10 Year Assessment of Education Reform in DC — a Fraud, says its former director of assessments, Richard Phelps

Stolen from Valerie Jablow:

Looking Back on DC Education Reform 10 Years Later, Part 1: The Grand Tourby Valerie Jablow

[Ed. Note: As DC’s office of the state superintendent of education (OSSE) seeks a waiver of PARCC testing again (recall that OSSE waived PARCC last school year due to the pandemic) and the DC auditor just released a bombshell report of poor stewardship of DC’s education data, it is time to revisit how standardized test data, teacher evaluations, and harsh school penalties were united by ed reformers in DCPS under mayoral control. This first-hand account of what went down in DCPS, the first of two parts by semi-retired educator Richard P. Phelps, appeared in Nonpartisan Education Review in September 2020 and is reprinted here with permission. The author thanks DC budget expert Mary Levy and retired DCPS teacher Erich Martel for their helpful comments in the research of this article.]

By Richard P. Phelps

Ten years ago, I worked as the director of assessments for DCPS. My tenure coincided with Michelle Rhee’s last nine months as chancellor. I departed shortly after Vincent Gray defeated Adrian Fenty in the September 2010 DC mayoral primary.

My primary task was to design an expansion of that testing program that served the IMPACT teacher evaluation system to include all core subjects and all grade levels. Despite its fame (or infamy), the test score aspect of the IMPACT program affected only 13% of teachers, those teaching either reading or math in grades four through eight. Only those subjects and grade levels included the requisite pre- and post-tests required for teacher “value added” measurements (VAM). Not included were most subjects (e.g., science, social studies, art, music, physical education), grades kindergarten to two, and high school.

Chancellor Rhee wanted many more teachers included. So, I designed a system that would cover more than half the DCPS teacher force, from kindergarten through high school. You haven’t heard about it because it never happened. The newly elected Vincent Gray had promised during his mayoral campaign to reduce the amount of testing; the proposed expansion would have increased it fourfold.

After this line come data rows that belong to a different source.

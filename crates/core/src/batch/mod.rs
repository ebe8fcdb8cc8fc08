//! Batch validation of question-mark inventories.
//!
//! A dealer pastes one query per line; each line is resolved against the
//! catalog, corrected where the catalog knows better, and optionally
//! priced against the live market. Results export to CSV.

mod export;
mod pipeline;
mod types;

pub use export::{export_filename, to_csv};
pub use pipeline::BatchPipeline;
pub use types::{apply_all_suggestions, BatchFilter, BatchResult, MarketStats};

VAM affected teachers’ jobs. A low value-added score could lead to termination; a high score, to promotion and a cash bonus. VAM as it was then structured was obviously, glaringly flawed, as anyone with a strong background in educational testing could have seen. Unfortunately, among the many new central office hires from the elite of ed reform circles, none had such a background. (Even a primary grades teacher with the same group of students the entire school day had those students for less than six hours a day, five days a week, for less than half the year. All told, even in the highest exposure circumstances, a teacher interacted with the same group of students for less than a tenth of each student’s waking hours in a year, and for less than a twentieth in the tested subjects of English and math. In the lowest exposure circumstance, a high school teacher might interact with a class of English or math students for less than three percent of a student’s annual hours.

Before posting a request for proposals from commercial test developers for the testing expansion plan, I was instructed to survey two groups of stakeholders—central office managers and school-level teachers and administrators.

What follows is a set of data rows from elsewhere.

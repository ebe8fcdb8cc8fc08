//! Prometheus metrics for observability.
//!
//! This module provides metrics for monitoring the BookScout server:
//! - HTTP request metrics (latency, counts, in-flight)
//! - Core engine metrics (searches, batches, external services)

use once_cell::sync::Lazy;
use prometheus::{
    self, Encoder, HistogramOpts, HistogramVec, IntCounterVec, IntGauge, Opts, Registry,
    TextEncoder,
};

/// Global metrics registry.
pub static REGISTRY: Lazy<Registry> = Lazy::new(|| {
    let registry = Registry::new();
    register_metrics(&registry);
    registry
});

// =============================================================================
// HTTP Request Metrics
// =============================================================================

/// HTTP request duration in seconds.
pub static HTTP_REQUEST_DURATION: Lazy<HistogramVec> = Lazy::new(|| {
    HistogramVec::new(
        HistogramOpts::new(
            "bookscout_http_request_duration_seconds",
            "HTTP request duration in seconds",
        )
        .buckets(vec![
            0.001, 0.005, 0.01, 0.025, 0.05, 0.1, 0.25, 0.5, 1.0, 2.5, 5.0, 10.0,
        ]),
        &["method", "path", "status"],
    )
    .unwrap()
});

/// HTTP requests total count.
pub static HTTP_REQUESTS_TOTAL: Lazy<IntCounterVec> = Lazy::new(|| {
    IntCounterVec::new(
        Opts::new("bookscout_http_requests_total", "Total HTTP requests"),
        &["method", "path", "status"],
    )
    .unwrap()
});

/// HTTP requests currently in flight.
pub static HTTP_REQUESTS_IN_FLIGHT: Lazy<IntGauge> = Lazy::new(|| {
    IntGauge::new(
        "bookscout_http_requests_in_flight",
        "Number of HTTP requests currently being processed",
    )
    .unwrap()
});

// =============================================================================
// Registration
// =============================================================================

fn register_metrics(registry: &Registry) {
    registry
        .register(Box::new(HTTP_REQUEST_DURATION.clone()))
        .unwrap();
    registry
        .register(Box::new(HTTP_REQUESTS_TOTAL.clone()))
        .unwrap();
    registry
        .register(Box::new(HTTP_REQUESTS_IN_FLIGHT.clone()))
        .unwrap();

    // Core metrics (aggregator, batch pipeline, external services)
    for metric in bookscout_core::metrics::all_metrics() {
        registry.register(metric).unwrap();
    }
}

/// Encode all metrics as Prometheus text format.
pub fn encode_metrics() -> String {
    let encoder = TextEncoder::new();
    let metric_families = REGISTRY.gather();
    let mut buffer = Vec::new();
    encoder.encode(&metric_families, &mut buffer).unwrap();
    String::from_utf8(buffer).unwrap()
}

/// Normalize a path for metric labels (replace IDs with placeholders).
pub fn normalize_path(path: &str) -> String {
    let uuid_regex = regex_lite::Regex::new(
        r"[0-9a-fA-F]{8}-[0-9a-fA-F]{4}-[0-9a-fA-F]{4}-[0-9a-fA-F]{4}-[0-9a-fA-F]{12}",
    )
    .unwrap();
    let numeric_regex = regex_lite::Regex::new(r"/\d+(/|$)").unwrap();

    let result = uuid_regex.replace_all(path, "{id}");
    let result = numeric_regex.replace_all(&result, "/{id}$1");
    result.to_string()
}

Not surprisingly, some of the central office managers consulted requested additions or changes to the proposed testing program where they thought it would benefit their domain of responsibility. The net effect on school-level personnel would have been to add to their administrative burden. Nonetheless, all requests from central office managers would be honored.

The Grand Tour

At about the same time, over several weeks of the late spring and early summer of 2010, along with a bright summer intern, I visited a dozen DCPS schools. The alleged purpose was to collect feedback on the design of the expanded testing program. I enjoyed these meetings. They were informative, animated, and very well attended. School staff appreciated the apparent opportunity to contribute to policy decisions and tried to make the most of it.

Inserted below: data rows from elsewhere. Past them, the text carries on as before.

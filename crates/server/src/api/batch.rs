//! Batch validation API handlers.

use std::sync::Arc;

use axum::{
    extract::State,
    http::{header, HeaderMap, HeaderValue},
    Json,
};
use serde::{Deserialize, Serialize};

use bookscout_core::{
    batch::{apply_all_suggestions, export_filename, to_csv},
    BatchFilter, BatchResult,
};

use crate::state::AppState;

// ============================================================================
// Request/Response types
// ============================================================================

#[derive(Debug, Deserialize)]
pub struct BatchRequest {
    /// Newline-separated queries; blank lines are skipped.
    pub input: String,
    #[serde(default)]
    pub filter: BatchFilter,
}

#[derive(Debug, Serialize)]
pub struct BatchResponse {
    pub results: Vec<BatchResult>,
}

#[derive(Debug, Deserialize)]
pub struct ResultsRequest {
    pub results: Vec<BatchResult>,
}

#[derive(Debug, Deserialize)]
pub struct ApplyRequest {
    pub results: Vec<BatchResult>,
    /// Apply only this row's suggestion; all pending rows when absent.
    #[serde(default)]
    pub index: Option<usize>,
}

// ============================================================================
// Handlers
// ============================================================================

/// POST /api/v1/batch
///
/// Validate a batch of queries against the catalog and, when live search
/// is enabled, gather market stats per query. Results come back in input
/// order.
pub async fn run(
    State(state): State<Arc<AppState>>,
    Json(body): Json<BatchRequest>,
) -> Json<BatchResponse> {
    let results = state.batch().run(&body.input, &body.filter).await;
    Json(BatchResponse { results })
}

/// POST /api/v1/batch/apply
///
/// Accept catalog suggestions in a result set, either one row by index
/// or all of them. Idempotent; rows without a suggestion are returned
/// unchanged, and an out-of-range index applies nothing.
pub async fn apply(Json(body): Json<ApplyRequest>) -> Json<BatchResponse> {
    let mut results = body.results;
    match body.index {
        Some(index) => {
            if let Some(result) = results.get_mut(index) {
                result.apply_suggestion();
            }
        }
        None => apply_all_suggestions(&mut results),
    }
    Json(BatchResponse { results })
}

/// POST /api/v1/batch/export
///
/// Render a result set as CSV, served as a dated file download.
pub async fn export(Json(body): Json<ResultsRequest>) -> (HeaderMap, String) {
    let csv = to_csv(&body.results);

    let mut headers = HeaderMap::new();
    headers.insert(
        header::CONTENT_TYPE,
        HeaderValue::from_static("text/csv; charset=utf-8"),
    );
    let disposition = format!("attachment; filename=\"{}\"", export_filename());
    if let Ok(value) = HeaderValue::from_str(&disposition) {
        headers.insert(header::CONTENT_DISPOSITION, value);
    }

    (headers, csv)
}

Each school greeted us with a full complement of faculty and staff on their days off, numbering a several dozen educators at some venues. They believed what we had told them: that we were in the process of redesigning the DCPS assessment program and were genuinely interested in their suggestions for how best to do it.

At no venue did we encounter stand-pat knee-jerk rejection of education reform efforts. Some educators were avowed advocates for the Rhee administration’s reform policies, but most were basically dedicated educators determined to do what was best for their community within the current context.

The Grand Tour was insightful, too. I learned for the first time of certain aspects of DCPS’s assessment system that were essential to consider in its proper design, aspects of which the higher-ups in the DCPS Central Office either were not aware or did not consider relevant.

The group of visited schools represented DCPS as a whole in appropriate proportions geographically, ethnically, and by education level (i.e., primary, middle, and high). Within those parameters, however, only schools with “friendly” administrations were chosen. That is, we only visited schools with principals and staff openly supportive of the Rhee-Henderson agenda.

But even they desired changes to the testing program, whether or not it was expanded. Their suggestions covered both the annual districtwide DC-CAS (or “comprehensive” assessment system), on which the teacher evaluation system was based, and the DC-BAS (or “benchmarking” assessment system), a series of four annual “no-stakes” interim tests unique to DCPS, ostensibly offered to help prepare students and teachers for the consequential-for-some-school-staff DC-CAS. (Though officially “no stakes,” some principals analyzed results from the DC-BAS to identify students whose scores lay just under the next higher benchmark and encouraged teachers to focus their instructional efforts on them. Moreover, at the high school level, where testing occurred only in grade 10, students who performed poorly on the DC-BAS might be artificially re-classified as held-back 9th graders or advanced prematurely to 11th grade in order to avoid the DC-CAS.)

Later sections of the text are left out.